_DATASET EXCERPTS_
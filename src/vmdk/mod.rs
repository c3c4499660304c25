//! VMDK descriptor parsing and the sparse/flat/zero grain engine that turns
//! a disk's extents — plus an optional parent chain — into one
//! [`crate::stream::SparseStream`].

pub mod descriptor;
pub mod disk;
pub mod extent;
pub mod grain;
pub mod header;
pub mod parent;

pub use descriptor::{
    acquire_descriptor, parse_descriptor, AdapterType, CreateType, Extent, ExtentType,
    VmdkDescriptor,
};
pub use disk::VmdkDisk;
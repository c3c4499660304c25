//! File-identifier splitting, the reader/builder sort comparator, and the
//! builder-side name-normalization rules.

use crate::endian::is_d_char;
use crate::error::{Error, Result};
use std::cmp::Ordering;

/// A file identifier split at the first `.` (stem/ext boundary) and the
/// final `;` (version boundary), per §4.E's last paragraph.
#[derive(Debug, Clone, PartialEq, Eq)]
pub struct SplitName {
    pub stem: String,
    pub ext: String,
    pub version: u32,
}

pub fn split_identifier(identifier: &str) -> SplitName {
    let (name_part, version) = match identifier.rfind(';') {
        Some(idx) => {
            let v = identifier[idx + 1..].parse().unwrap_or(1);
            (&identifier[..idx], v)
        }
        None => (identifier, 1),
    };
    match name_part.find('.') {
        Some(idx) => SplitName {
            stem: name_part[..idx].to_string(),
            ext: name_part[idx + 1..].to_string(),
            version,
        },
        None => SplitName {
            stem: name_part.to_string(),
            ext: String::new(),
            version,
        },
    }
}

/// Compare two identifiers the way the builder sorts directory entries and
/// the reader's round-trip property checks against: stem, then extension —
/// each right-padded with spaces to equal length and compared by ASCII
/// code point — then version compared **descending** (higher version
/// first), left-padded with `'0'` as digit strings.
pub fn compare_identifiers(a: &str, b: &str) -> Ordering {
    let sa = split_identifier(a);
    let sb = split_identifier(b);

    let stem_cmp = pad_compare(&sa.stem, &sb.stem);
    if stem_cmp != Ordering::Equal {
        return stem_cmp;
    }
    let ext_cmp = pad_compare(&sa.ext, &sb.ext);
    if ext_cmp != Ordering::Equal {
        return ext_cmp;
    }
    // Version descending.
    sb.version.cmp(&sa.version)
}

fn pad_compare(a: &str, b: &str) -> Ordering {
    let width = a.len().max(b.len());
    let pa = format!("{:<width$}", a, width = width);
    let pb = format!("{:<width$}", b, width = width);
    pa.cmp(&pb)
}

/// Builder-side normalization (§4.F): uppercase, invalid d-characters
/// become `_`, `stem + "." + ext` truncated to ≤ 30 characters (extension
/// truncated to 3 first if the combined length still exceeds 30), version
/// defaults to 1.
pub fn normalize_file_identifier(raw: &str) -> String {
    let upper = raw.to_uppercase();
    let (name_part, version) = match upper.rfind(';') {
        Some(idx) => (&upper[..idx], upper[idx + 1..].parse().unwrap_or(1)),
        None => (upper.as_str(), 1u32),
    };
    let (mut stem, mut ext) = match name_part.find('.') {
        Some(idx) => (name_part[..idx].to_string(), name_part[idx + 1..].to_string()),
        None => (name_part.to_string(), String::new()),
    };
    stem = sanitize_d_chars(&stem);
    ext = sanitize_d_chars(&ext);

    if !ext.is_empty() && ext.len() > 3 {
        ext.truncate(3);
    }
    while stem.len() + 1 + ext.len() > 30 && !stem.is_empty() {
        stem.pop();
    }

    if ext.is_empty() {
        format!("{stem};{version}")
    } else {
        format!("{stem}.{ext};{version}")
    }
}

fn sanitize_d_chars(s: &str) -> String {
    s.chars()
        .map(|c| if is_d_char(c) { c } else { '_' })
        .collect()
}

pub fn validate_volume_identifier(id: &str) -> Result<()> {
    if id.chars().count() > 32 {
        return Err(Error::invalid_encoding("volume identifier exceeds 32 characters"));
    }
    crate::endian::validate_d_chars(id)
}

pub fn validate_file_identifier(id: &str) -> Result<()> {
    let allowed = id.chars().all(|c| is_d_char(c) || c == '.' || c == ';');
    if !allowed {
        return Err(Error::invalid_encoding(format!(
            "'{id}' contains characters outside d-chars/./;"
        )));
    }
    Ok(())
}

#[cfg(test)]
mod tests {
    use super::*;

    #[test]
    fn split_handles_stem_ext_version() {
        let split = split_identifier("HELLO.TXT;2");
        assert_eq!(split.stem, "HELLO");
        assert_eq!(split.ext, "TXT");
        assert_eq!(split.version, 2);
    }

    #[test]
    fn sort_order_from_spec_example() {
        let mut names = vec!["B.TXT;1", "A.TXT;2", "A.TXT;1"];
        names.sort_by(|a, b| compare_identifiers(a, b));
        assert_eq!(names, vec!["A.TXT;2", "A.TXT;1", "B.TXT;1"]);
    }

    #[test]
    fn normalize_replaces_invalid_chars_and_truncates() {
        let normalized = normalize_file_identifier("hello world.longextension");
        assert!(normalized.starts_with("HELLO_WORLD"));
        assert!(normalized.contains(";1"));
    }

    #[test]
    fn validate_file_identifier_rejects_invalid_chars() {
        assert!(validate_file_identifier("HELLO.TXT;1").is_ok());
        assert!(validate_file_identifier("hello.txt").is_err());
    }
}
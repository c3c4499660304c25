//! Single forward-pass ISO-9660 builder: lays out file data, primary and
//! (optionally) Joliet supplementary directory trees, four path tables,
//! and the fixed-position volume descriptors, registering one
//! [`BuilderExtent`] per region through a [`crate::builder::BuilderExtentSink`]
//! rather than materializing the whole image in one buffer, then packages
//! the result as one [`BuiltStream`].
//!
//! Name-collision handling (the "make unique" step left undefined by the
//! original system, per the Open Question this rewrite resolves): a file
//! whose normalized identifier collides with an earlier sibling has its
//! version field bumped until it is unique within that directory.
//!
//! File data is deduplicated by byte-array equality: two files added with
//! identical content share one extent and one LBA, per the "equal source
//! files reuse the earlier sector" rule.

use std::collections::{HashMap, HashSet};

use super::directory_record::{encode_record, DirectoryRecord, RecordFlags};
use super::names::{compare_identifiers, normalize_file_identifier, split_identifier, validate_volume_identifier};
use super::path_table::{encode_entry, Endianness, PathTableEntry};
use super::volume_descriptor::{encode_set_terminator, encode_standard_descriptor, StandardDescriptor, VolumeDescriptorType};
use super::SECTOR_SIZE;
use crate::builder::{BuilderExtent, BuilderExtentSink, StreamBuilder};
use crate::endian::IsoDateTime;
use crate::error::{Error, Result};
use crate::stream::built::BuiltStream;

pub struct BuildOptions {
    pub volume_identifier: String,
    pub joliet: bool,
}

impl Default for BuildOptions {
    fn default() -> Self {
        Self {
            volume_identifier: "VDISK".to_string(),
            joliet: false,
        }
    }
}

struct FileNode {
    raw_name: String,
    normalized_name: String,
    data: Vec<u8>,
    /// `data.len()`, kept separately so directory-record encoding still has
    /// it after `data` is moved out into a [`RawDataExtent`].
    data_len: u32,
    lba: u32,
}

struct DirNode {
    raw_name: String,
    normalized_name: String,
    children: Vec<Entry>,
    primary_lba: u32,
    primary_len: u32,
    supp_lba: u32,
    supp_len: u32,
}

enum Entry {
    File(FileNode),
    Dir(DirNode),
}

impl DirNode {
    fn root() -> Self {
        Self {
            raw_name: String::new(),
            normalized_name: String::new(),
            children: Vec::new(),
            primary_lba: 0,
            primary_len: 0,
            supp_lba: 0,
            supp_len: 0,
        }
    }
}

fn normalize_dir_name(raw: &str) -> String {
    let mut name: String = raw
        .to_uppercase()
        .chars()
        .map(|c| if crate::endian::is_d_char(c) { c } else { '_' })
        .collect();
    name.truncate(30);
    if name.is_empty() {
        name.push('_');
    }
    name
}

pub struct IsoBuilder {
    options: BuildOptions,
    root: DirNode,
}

_BRIEF_
Scan the entries for the word "padded". Report each line that has it.

_YOUR SOLUTION_
/// each right-padded with spaces to equal length and compared by ASCII
/// first), left-padded with `'0'` as digit strings.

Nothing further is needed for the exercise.